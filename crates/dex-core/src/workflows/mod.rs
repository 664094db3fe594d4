//! Swap and liquidity workflows.
//!
//! Each workflow runs one operation for one wallet through
//! `Quoted -> ApprovalChecked -> Submitted -> Confirmed | Reverted | TimedOut`.
//! Balance and quote problems found before submission end the operation
//! with an error and nothing is sent.

use crate::error::{OperationError, OperationOutcome};
use dex_delivery::{ContractCall, DeliveryError, TransactionBuilder};
use dex_types::{truncate_id, U256};
use std::time::{SystemTime, UNIX_EPOCH};

pub mod liquidity;
pub mod swap;

pub use liquidity::{LiquidityRequest, LiquidityWorkflow};
pub use swap::{SwapRequest, SwapWorkflow};

/// Unix timestamp `seconds` from now.
pub(crate) fn deadline(seconds: u64) -> U256 {
	let now = SystemTime::now()
		.duration_since(UNIX_EPOCH)
		.map(|elapsed| elapsed.as_secs())
		.unwrap_or_default();
	U256::from(now.saturating_add(seconds))
}

/// Sends `call` and maps the delivery result to an outcome.
///
/// A mined transaction is an outcome whatever its status. A receipt timeout
/// is an outcome too: the transaction may still land, so it is reported
/// rather than retried.
pub(crate) async fn submit(
	builder: &TransactionBuilder,
	call: ContractCall,
) -> Result<OperationOutcome, OperationError> {
	tracing::info!(to = %call.to, value = %call.value, "Submitting");
	match builder.execute(call).await {
		Ok(receipt) if receipt.success => Ok(OperationOutcome::Confirmed(receipt)),
		Ok(receipt) => Ok(OperationOutcome::Reverted(receipt)),
		Err(DeliveryError::Timeout { hash, seconds }) => {
			tracing::warn!(
				tx_hash = %truncate_id(&hash.to_string()),
				"Transaction not mined after {}s, check the explorer before retrying",
				seconds
			);
			Ok(OperationOutcome::TimedOut(hash))
		},
		Err(e) => {
			tracing::error!(
				error = %e,
				revert_reason = e.revert_reason().unwrap_or_default(),
				"Transaction failed"
			);
			Err(e.into())
		},
	}
}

■ **PROBLEM DESCRIPTION**:
Return only what runs from the line containing "-> Result<OperationOutcome, OperationError>" to the last line of the records above, both ends included, exactly as written.

■ **OUTPUT BELOW**:
) -> Result<OperationOutcome, OperationError> {
	tracing::info!(to = %call.to, value = %call.value, "Submitting");
	match builder.execute(call).await {
		Ok(receipt) if receipt.success => Ok(OperationOutcome::Confirmed(receipt)),
		Ok(receipt) => Ok(OperationOutcome::Reverted(receipt)),
		Err(DeliveryError::Timeout { hash, seconds }) => {
			tracing::warn!(
				tx_hash = %truncate_id(&hash.to_string()),
				"Transaction not mined after {}s, check the explorer before retrying",
				seconds
			);
			Ok(OperationOutcome::TimedOut(hash))
		},
		Err(e) => {
			tracing::error!(
				error = %e,
				revert_reason = e.revert_reason().unwrap_or_default(),
				"Transaction failed"
			);
			Err(e.into())
		},
	}
}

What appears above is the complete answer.